§ **AIM OF THE TASK**:
From the records below, take each line where the string "Maximum" shows up and copy it.

§ **THE DATA**:
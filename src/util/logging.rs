// ReqLog - util/logging.rs
//
// Structured logging with runtime-selectable debug mode.
//
// Activation:
//   - Environment variable: RUST_LOG=debug (or trace)
//   - CLI flag: --debug
//   - Config file: [logging] level = "debug"
//
// Output: stderr, so stdout stays reserved for command results.

use tracing_subscriber::EnvFilter;

/// Build the env filter for the given inputs.
///
/// Priority: RUST_LOG env var > CLI --debug flag > config level > default "info".
fn build_filter(debug_flag: bool, config_level: Option<&str>) -> EnvFilter {
    if std::env::var("RUST_LOG").is_ok() {
        EnvFilter::from_default_env()
    } else if debug_flag {
        EnvFilter::new("debug")
    } else if let Some(level) = config_level {
        EnvFilter::new(level)
    } else {
        EnvFilter::new(super::constants::DEFAULT_LOG_LEVEL)
    }
}

/// Initialise the logging subsystem.
///
/// `debug_flag` is true when the user passed --debug on the CLI.
/// `config_level` is the level from config.toml (if present).
///
/// Safe to call more than once; later calls leave the first subscriber in place.
pub fn init(debug_flag: bool, config_level: Option<&str>) {
    let result = tracing_subscriber::fmt()
        .with_env_filter(build_filter(debug_flag, config_level))
        .with_writer(std::io::stderr)
        .with_target(true)
        .with_file(true)
        .with_line_number(true)
        .compact()
        .try_init();

    if result.is_err() {
        return;
    }

    tracing::debug!(
        app = super::constants::APP_NAME,
        version = super::constants::APP_VERSION,
        "Logging initialised"
    );
}
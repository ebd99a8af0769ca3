// ReqLog - util/mod.rs
//
// Utility modules: error types, named constants, logging setup.
// No dependencies on core, app, or platform layers.

pub mod constants;
pub mod error;
pub mod logging;
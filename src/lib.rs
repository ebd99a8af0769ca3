// ReqLog - lib.rs
//
// Library entry point, exposing every layer for integration testing and
// for embedding behind an HTTP front end.

pub mod app;
pub mod core;
pub mod platform;
pub mod util;
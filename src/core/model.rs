// ReqLog - core/model.rs
//
// Core data model types. Pure data definitions with no I/O and no
// platform dependencies.
//
// These types are the shared vocabulary across all layers.

use chrono::NaiveDateTime;
use indexmap::IndexMap;
use serde::Serialize;
use std::path::PathBuf;

// =============================================================================
// Log Entry (output of parsing)
// =============================================================================

/// A single client request recovered from a log line.
///
/// Only produced when the whole request trailer matched; every string
/// field is already trimmed. `user_agent` may be empty, the others never are.
#[derive(Debug, Clone, PartialEq, Eq)]
pub struct LogEntry {
    /// Local request time, second precision.
    pub timestamp: NaiveDateTime,

    /// Client address as logged.
    pub client_ip: String,

    /// HTTP verb token.
    pub method: String,

    /// Request path. Never contains a comma.
    pub uri: String,

    /// User-Agent header value; may itself contain commas.
    pub user_agent: String,
}

// =============================================================================
// Aggregation
// =============================================================================

/// Request counts keyed by IP, URI, or method.
///
/// Keys keep first-seen order so the statistics sheet lays out identically
/// for identical input. Every count is at least 1.
pub type RequestCounts = IndexMap<String, usize>;

// =============================================================================
// Analysis reports
// =============================================================================

/// Aggregated view of one day's requests.
#[derive(Debug, Clone, PartialEq, Eq, Serialize)]
#[serde(rename_all = "camelCase")]
pub struct RequestSummary {
    pub total_requests: usize,
    pub requests_by_ip: RequestCounts,
    pub requests_by_uri: RequestCounts,
    pub requests_by_method: RequestCounts,
}

/// Returned when the requested day has no recorded requests.
#[derive(Debug, Clone, PartialEq, Eq, Serialize)]
#[serde(rename_all = "camelCase")]
pub struct NoDataReport {
    pub message: String,
    pub total_requests: usize,
}

/// Result of the analyze operation.
///
/// Serialises without a tag, so callers see either the summary object or
/// the `{ message, totalRequests: 0 }` shape.
#[derive(Debug, Clone, PartialEq, Eq, Serialize)]
#[serde(untagged)]
pub enum Analysis {
    NoData(NoDataReport),
    Summary(RequestSummary),
}

impl Analysis {
    /// Total number of parsed requests behind this report.
    pub fn total_requests(&self) -> usize {
        match self {
            Analysis::NoData(report) => report.total_requests,
            Analysis::Summary(summary) => summary.total_requests,
        }
    }
}

// =============================================================================
// Export artifact
// =============================================================================

/// A written workbook, described for a caller that streams it back.
#[derive(Debug, Clone, PartialEq, Eq)]
pub struct ExportArtifact {
    /// Full path of the written file.
    pub path: PathBuf,

    /// Bare file name (`client-requests-<date>.xlsx`).
    pub file_name: String,

    /// MIME type of the workbook.
    pub content_type: &'static str,
}

impl ExportArtifact {
    /// `Content-Disposition` value for serving the artifact as a download.
    pub fn content_disposition(&self) -> String {
        format!("attachment; filename=\"{}\"", self.file_name)
    }
}
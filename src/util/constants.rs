// ReqLog - util/constants.rs
//
// Single source of truth for all named constants, file-name conventions,
// sheet labels, and defaults.

// =============================================================================
// Application metadata
// =============================================================================

/// Application display name.
pub const APP_NAME: &str = "ReqLog";

/// Application identifier used for config directories.
pub const APP_ID: &str = "ReqLog";

/// Current application version (updated by release script).
pub const APP_VERSION: &str = env!("CARGO_PKG_VERSION");

/// Fixed signal returned by the health operation.
pub const HEALTH_OK: &str = "I'm OK";

// =============================================================================
// Log source conventions
// =============================================================================

/// Default log directory, relative to the working directory.
pub const DEFAULT_LOG_DIR: &str = "logs";

/// Source file name prefix: `client-requests.<date>.log`.
pub const SOURCE_FILE_PREFIX: &str = "client-requests.";

/// Source file name extension.
pub const SOURCE_FILE_EXTENSION: &str = ".log";

/// Timestamp format shared by the parser and the detail sheet.
/// Parsing and rendering must use the same pattern so timestamps round-trip.
pub const TIMESTAMP_FORMAT: &str = "%Y-%m-%d %H:%M:%S";

// =============================================================================
// Export conventions
// =============================================================================

/// Export file name prefix: `client-requests-<date>.xlsx`.
pub const EXPORT_FILE_PREFIX: &str = "client-requests-";

/// Export file name extension.
pub const EXPORT_FILE_EXTENSION: &str = ".xlsx";

/// MIME type of the exported workbook.
pub const XLSX_CONTENT_TYPE: &str =
    "application/vnd.openxmlformats-officedocument.spreadsheetml.sheet";

/// Maximum number of rows in a single xlsx worksheet.
pub const MAX_SHEET_ROWS: usize = 1_048_576;

/// Detail sheet name ("request details").
pub const DETAIL_SHEET_NAME: &str = "요청 상세";

/// Detail sheet header row: time, IP, method, URI, User-Agent.
pub const DETAIL_HEADERS: [&str; 5] = ["시간", "IP", "메소드", "URI", "User-Agent"];

/// Statistics sheet name.
pub const STATS_SHEET_NAME: &str = "통계";

/// Statistics section header row: category, request count.
pub const STATS_HEADERS: [&str; 2] = ["구분", "요청 수"];

/// Section title for per-IP counts.
pub const STATS_TITLE_IP: &str = "IP별 요청 수";

/// Section title for per-URI counts.
pub const STATS_TITLE_URI: &str = "URI별 요청 수";

/// Section title for per-method counts.
pub const STATS_TITLE_METHOD: &str = "메소드별 요청 수";

/// Rows every statistics section carries before its data rows (title + header).
pub const STATS_SECTION_PREAMBLE_ROWS: usize = 2;

/// Blank rows between stacked statistics sections.
pub const STATS_SECTION_GAP_ROWS: usize = 1;

// =============================================================================
// Logging
// =============================================================================

/// Default log level.
pub const DEFAULT_LOG_LEVEL: &str = "info";

/// Valid values for `[logging] level`.
pub const VALID_LOG_LEVELS: [&str; 5] = ["error", "warn", "info", "debug", "trace"];

/// Maximum length of a log line included in debug output.
pub const DEBUG_MAX_LINE_PREVIEW: usize = 200;

// =============================================================================
// Configuration
// =============================================================================

/// Configuration file name.
pub const CONFIG_FILE_NAME: &str = "config.toml";
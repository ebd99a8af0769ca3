// ReqLog - core/parser.rs
//
// Line-oriented parsing of client request log lines.
// Core layer: accepts BufRead trait objects, never touches the filesystem.
//
// A line yields a LogEntry only when it carries the whole request trailer:
//
//   <yyyy-MM-dd HH:mm:ss> ... Client Request - IP: <ip>, Method: <method>,
//   URI: <uri>, User-Agent: <ua>
//
// Anything else (startup banners, other loggers) is skipped silently.

use crate::core::model::LogEntry;
use crate::util::constants::{DEBUG_MAX_LINE_PREVIEW, TIMESTAMP_FORMAT};
use crate::util::error::{InvalidTimestamp, ParseError, TimestampFault};
use chrono::{NaiveDateTime, Timelike};
use regex::Regex;
use std::io::BufRead;
use std::path::Path;
use std::sync::OnceLock;

/// Request line pattern.
///
/// `ip`, `method` and `uri` stop at the next comma; `ua` runs to end of line.
/// Digits are ASCII-only so a structural match implies a 19-byte timestamp.
const LINE_PATTERN: &str = concat!(
    r"(?P<timestamp>[0-9]{4}-[0-9]{2}-[0-9]{2} [0-9]{2}:[0-9]{2}:[0-9]{2})",
    r".*Client Request - ",
    r"IP: (?P<ip>[^,]+), ",
    r"Method: (?P<method>[^,]+), ",
    r"URI: (?P<uri>[^,]+), ",
    r"User-Agent: (?P<ua>.*)$",
);

fn line_regex() -> &'static Regex {
    static LINE_RE: OnceLock<Regex> = OnceLock::new();
    LINE_RE.get_or_init(|| Regex::new(LINE_PATTERN).expect("parser: invalid line pattern"))
}

/// Parse a single log line.
///
/// Returns `Ok(None)` for lines that do not carry the full request trailer,
/// including lines whose IP, method, or URI is blank after trimming.
///
/// # Errors
/// `InvalidTimestamp` when the structure matched but the timestamp is not a
/// real date-time (e.g. month 13). The pattern and the date format form one
/// contract, so this is reported rather than skipped.
pub fn parse_line(line: &str) -> Result<Option<LogEntry>, InvalidTimestamp> {
    let Some(caps) = line_regex().captures(line) else {
        return Ok(None);
    };

    let field = |name: &str| caps.name(name).map_or("", |m| m.as_str().trim());

    let client_ip = field("ip");
    let method = field("method");
    let uri = field("uri");
    if client_ip.is_empty() || method.is_empty() || uri.is_empty() {
        tracing::trace!(line = preview(line), "Request line with blank field skipped");
        return Ok(None);
    }

    let raw_ts = field("timestamp");
    let invalid = |source: TimestampFault| InvalidTimestamp {
        raw: raw_ts.to_string(),
        source,
    };
    let timestamp = NaiveDateTime::parse_from_str(raw_ts, TIMESTAMP_FORMAT)
        .map_err(|e| invalid(TimestampFault::Format(e)))?;
    // chrono stores a parsed ":60" as 59s plus a whole extra second of nanos.
    if timestamp.nanosecond() >= 1_000_000_000 {
        return Err(invalid(TimestampFault::LeapSecond));
    }

    tracing::trace!(line = preview(line), uri, "Matched request line");

    Ok(Some(LogEntry {
        timestamp,
        client_ip: client_ip.to_string(),
        method: method.to_string(),
        uri: uri.to_string(),
        user_agent: field("ua").to_string(),
    }))
}

/// Parse every line of `reader` in order, keeping only matching lines.
///
/// Lines end at `\n`, `\r\n` or a lone `\r`.
/// Invalid UTF-8 is replaced rather than rejected so one stray byte cannot
/// hide a whole day of traffic. `file_path` is used for error context only.
///
/// # Errors
/// - `ParseError::Io` if reading fails part-way.
/// - `ParseError::MalformedTimestamp` on the first matched line whose
///   timestamp does not parse; the whole load is aborted.
pub fn parse_reader<R: BufRead>(mut reader: R, file_path: &Path) -> Result<Vec<LogEntry>, ParseError> {
    let mut entries = Vec::new();
    let mut buf = Vec::new();
    let mut line_number: u64 = 0;

    loop {
        buf.clear();
        let read = reader
            .read_until(b'\n', &mut buf)
            .map_err(|source| ParseError::Io {
                file: file_path.to_path_buf(),
                source,
            })?;
        if read == 0 {
            break;
        }
        let text = String::from_utf8_lossy(&buf);
        let text = text.trim_end_matches(['\n', '\r']);

        // A lone '\r' also ends a line (old Mac style endings).
        for line in text.split('\r') {
            line_number += 1;
            match parse_line(line) {
                Ok(Some(entry)) => entries.push(entry),
                Ok(None) => {}
                Err(InvalidTimestamp { raw, source }) => {
                    tracing::warn!(
                        file = %file_path.display(),
                        line_number,
                        raw_timestamp = %raw,
                        "Matched request line has a malformed timestamp; aborting load"
                    );
                    return Err(ParseError::MalformedTimestamp {
                        file: file_path.to_path_buf(),
                        line_number,
                        raw_timestamp: raw,
                        format: TIMESTAMP_FORMAT,
                        source,
                    });
                }
            }
        }
    }

    tracing::debug!(
        file = %file_path.display(),
        entries = entries.len(),
        lines = line_number,
        "Parsing complete"
    );

    Ok(entries)
}

/// Truncate a line for debug output.
fn preview(line: &str) -> &str {
    match line.char_indices().nth(DEBUG_MAX_LINE_PREVIEW) {
        Some((idx, _)) => &line[..idx],
        None => line,
    }
}
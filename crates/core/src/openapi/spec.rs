//! OpenAPI specification structs for serde deserialization.
//!
//! Only the subset needed to enumerate operations, parameters, request bodies
//! and responses is modelled. Paths and operations keep their document order,
//! which drives the order of the generated tools.

use std::collections::{HashMap, HashSet};
use std::fmt;

use indexmap::IndexMap;
use serde::Deserialize;
use serde::de::{Deserializer, IgnoredAny, MapAccess, Visitor};

use super::error::{DocumentFormat, OpenApiError};

/// Maximum number of `$ref` hops followed before giving up.
pub const MAX_REF_DEPTH: usize = 16;

/// Root OpenAPI specification.
#[derive(Debug, Deserialize)]
pub struct OpenApiSpec {
    pub openapi: Option<String>,
    pub paths: Option<Paths>,
    #[serde(default)]
    pub components: Components,
}

/// The `paths` object, in declaration order. Duplicate keys are kept so that
/// validation can report them.
#[derive(Debug, Default)]
pub struct Paths(pub Vec<(String, PathItem)>);

/// A path item: shared parameters plus its operations in declaration order.
///
/// Operation keys are stored as written in the document (`get`, `post`,
/// `purge`, ...). An operation that does not have the expected shape is kept
/// as the reason it was rejected, so the rest of the document still
/// generates.
#[derive(Debug, Default)]
pub struct PathItem {
    pub parameters: Vec<RefOr<Parameter>>,
    pub operations: Vec<(String, Result<Operation, String>)>,
}

/// Path item keys that are not operations.
const PATH_ITEM_FIELDS: [&str; 5] = ["parameters", "summary", "description", "servers", "$ref"];

/// Components section containing reusable objects.
#[derive(Debug, Default, Deserialize)]
#[serde(rename_all = "camelCase")]
pub struct Components {
    #[serde(default)]
    pub schemas: HashMap<String, Schema>,
    #[serde(default)]
    pub parameters: HashMap<String, RefOr<Parameter>>,
    #[serde(default)]
    pub request_bodies: HashMap<String, RefOr<RequestBody>>,
    #[serde(default)]
    pub responses: HashMap<String, RefOr<Response>>,
}

/// Either a local `$ref` or an inline object.
#[derive(Debug, Clone, Deserialize)]
#[serde(untagged)]
pub enum RefOr<T> {
    Ref {
        #[serde(rename = "$ref")]
        ref_path: String,
    },
    Item(T),
}

/// An API operation (endpoint).
#[derive(Debug, Default, Deserialize)]
#[serde(rename_all = "camelCase")]
pub struct Operation {
    pub operation_id: Option<String>,
    pub summary: Option<String>,
    pub description: Option<String>,
    #[serde(default)]
    pub parameters: Vec<RefOr<Parameter>>,
    pub request_body: Option<RefOr<RequestBody>>,
    #[serde(default)]
    pub responses: IndexMap<String, RefOr<Response>>,
}

/// A parameter (path, query, header or cookie).
#[derive(Debug, Clone, Deserialize)]
pub struct Parameter {
    pub name: String,
    #[serde(rename = "in")]
    pub location: String,
    #[serde(default)]
    pub required: bool,
    pub description: Option<String>,
    pub schema: Option<Schema>,
}

/// A request body definition.
#[derive(Debug, Clone, Deserialize)]
pub struct RequestBody {
    pub description: Option<String>,
    #[serde(default)]
    pub required: bool,
    #[serde(default)]
    pub content: IndexMap<String, MediaType>,
}

/// A response definition.
#[derive(Debug, Clone, Deserialize)]
pub struct Response {
    pub description: Option<String>,
    #[serde(default)]
    pub content: IndexMap<String, MediaType>,
}

/// Media type content (e.g., application/json).
#[derive(Debug, Clone, Deserialize)]
pub struct MediaType {
    pub schema: Option<Schema>,
}

/// JSON Schema definition, reduced to what type resolution needs.
#[derive(Debug, Clone, Default, Deserialize)]
pub struct Schema {
    /// The type of the schema (string, number, integer, boolean, object, array).
    #[serde(rename = "type")]
    pub schema_type: Option<SchemaType>,

    /// Format hint (e.g., date-time, uuid, int64).
    pub format: Option<String>,

    /// Item schema for array types.
    pub items: Option<Box<Schema>>,

    /// Reference to another schema.
    #[serde(rename = "$ref")]
    pub ref_path: Option<String>,
}

/// Schema type can be a single type or an array of types (for nullable).
#[derive(Debug, Clone, Deserialize)]
#[serde(untagged)]
pub enum SchemaType {
    Single(String),
    Multiple(Vec<String>),
}

impl SchemaType {
    /// The first non-null kind.
    pub fn primary(&self) -> Option<&str> {
        match self {
            SchemaType::Single(kind) => Some(kind.as_str()),
            SchemaType::Multiple(kinds) => kinds
                .iter()
                .map(String::as_str)
                .find(|kind| *kind != "null"),
        }
    }
}

impl OpenApiSpec {
    /// Parse a JSON or YAML document and validate its structure.
    ///
    /// JSON is assumed when the first non-whitespace character is `{`.
    pub fn parse(text: &str) -> Result<Self, OpenApiError> {
        let spec: Self = if text.trim_start().starts_with('{') {
            serde_json::from_str(text).map_err(|e| OpenApiError::Parse {
                format: DocumentFormat::Json,
                message: e.to_string(),
            })?
        } else {
            serde_yaml::from_str(text).map_err(|e| OpenApiError::Parse {
                format: DocumentFormat::Yaml,
                message: e.to_string(),
            })?
        };
        spec.validate()?;
        Ok(spec)
    }

    /// Check the structural invariants serde cannot express: a `paths` object
    /// exists, no path is declared twice, and no path item declares a method
    /// twice.
    pub fn validate(&self) -> Result<(), OpenApiError> {
        let Some(paths) = &self.paths else {
            return Err(OpenApiError::MissingPaths);
        };

        let mut seen_paths = HashSet::new();
        for (path, item) in &paths.0 {
            if !seen_paths.insert(path.as_str()) {
                return Err(OpenApiError::DuplicatePath { path: path.clone() });
            }

            let mut seen_methods = HashSet::new();
            for (method, _) in &item.operations {
                if !seen_methods.insert(method.to_ascii_uppercase()) {
                    return Err(OpenApiError::DuplicateMethod {
                        path: path.clone(),
                        method: method.clone(),
                    });
                }
            }
        }

        Ok(())
    }

    /// Path items in declaration order.
    pub fn paths(&self) -> &[(String, PathItem)] {
        match &self.paths {
            Some(paths) => paths.0.as_slice(),
            None => &[],
        }
    }
}

/// HTTP methods are restricted to ASCII letters so they survive as
/// identifiers and as `reqwest::Method` tokens.
fn is_method_token(method: &str) -> bool {
    !method.is_empty() && method.chars().all(|c| c.is_ascii_alphabetic())
}

impl Components {
    /// Resolve a parameter, following local `#/components/parameters/` refs.
    pub fn parameter<'a>(&'a self, item: &'a RefOr<Parameter>) -> Option<&'a Parameter> {
        resolve_ref(&self.parameters, "#/components/parameters/", item)
    }

    /// Resolve a request body, following local `#/components/requestBodies/` refs.
    pub fn request_body<'a>(&'a self, item: &'a RefOr<RequestBody>) -> Option<&'a RequestBody> {
        resolve_ref(&self.request_bodies, "#/components/requestBodies/", item)
    }

    /// Resolve a response, following local `#/components/responses/` refs.
    pub fn response<'a>(&'a self, item: &'a RefOr<Response>) -> Option<&'a Response> {
        resolve_ref(&self.responses, "#/components/responses/", item)
    }

    /// Look up a schema by `$ref` path.
    pub fn schema(&self, ref_path: &str) -> Option<&Schema> {
        ref_path
            .strip_prefix("#/components/schemas/")
            .and_then(|name| self.schemas.get(name))
    }
}

fn resolve_ref<'a, T>(
    map: &'a HashMap<String, RefOr<T>>,
    prefix: &str,
    item: &'a RefOr<T>,
) -> Option<&'a T> {
    let mut current = item;
    for _ in 0..MAX_REF_DEPTH {
        match current {
            RefOr::Item(value) => return Some(value),
            RefOr::Ref { ref_path } => {
                let name = ref_path.strip_prefix(prefix)?;
                current = map.get(name)?;
            }
        }
    }
    None
}

impl<'de> Deserialize<'de> for Paths {
    fn deserialize<D: Deserializer<'de>>(deserializer: D) -> Result<Self, D::Error> {
        struct PathsVisitor;

        impl<'de> Visitor<'de> for PathsVisitor {
            type Value = Paths;

            fn expecting(&self, f: &mut fmt::Formatter<'_>) -> fmt::Result {
                f.write_str("a map of path templates to path items")
            }

            fn visit_map<A: MapAccess<'de>>(self, mut map: A) -> Result<Paths, A::Error> {
                let mut entries = Vec::new();
                while let Some(key) = map.next_key::<String>()? {
                    if key.starts_with("x-") {
                        map.next_value::<IgnoredAny>()?;
                        continue;
                    }
                    let item = map.next_value::<PathItem>()?;
                    entries.push((key, item));
                }
                Ok(Paths(entries))
            }
        }

        deserializer.deserialize_map(PathsVisitor)
    }
}

impl<'de> Deserialize<'de> for PathItem {
    fn deserialize<D: Deserializer<'de>>(deserializer: D) -> Result<Self, D::Error> {
        struct PathItemVisitor;

        impl<'de> Visitor<'de> for PathItemVisitor {
            type Value = PathItem;

            fn expecting(&self, f: &mut fmt::Formatter<'_>) -> fmt::Result {
                f.write_str("a path item object")
            }

            fn visit_map<A: MapAccess<'de>>(self, mut map: A) -> Result<PathItem, A::Error> {
                let mut item = PathItem::default();
                let mut shared_error = None;
                while let Some(key) = map.next_key::<String>()? {
                    if key == "parameters" {
                        let value = map.next_value::<serde_json::Value>()?;
                        match serde_json::from_value(value) {
                            Ok(parameters) => item.parameters = parameters,
                            Err(e) => shared_error = Some(format!("path-level parameters: {e}")),
                        }
                    } else if key.starts_with("x-") || PATH_ITEM_FIELDS.contains(&key.as_str()) {
                        map.next_value::<IgnoredAny>()?;
                    } else if !is_method_token(&key) {
                        map.next_value::<IgnoredAny>()?;
                        let reason = format!("'{key}' is not a valid HTTP method");
                        item.operations.push((key, Err(reason)));
                    } else {
                        let value = map.next_value::<serde_json::Value>()?;
                        let operation = serde_json::from_value(value).map_err(|e| e.to_string());
                        item.operations.push((key, operation));
                    }
                }

                // Operations cannot be built without the parameters they inherit.
                if let Some(reason) = shared_error {
                    for (_, operation) in &mut item.operations {
                        if operation.is_ok() {
                            *operation = Err(reason.clone());
                        }
                    }
                }
                Ok(item)
            }
        }

        deserializer.deserialize_map(PathItemVisitor)
    }
}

§ **SOLUTION FOR THIS PROBLEM**:
/// Maximum number of rows in a single xlsx worksheet.
/// Maximum length of a log line included in debug output.
/// Maximum number of `$ref` hops followed before giving up.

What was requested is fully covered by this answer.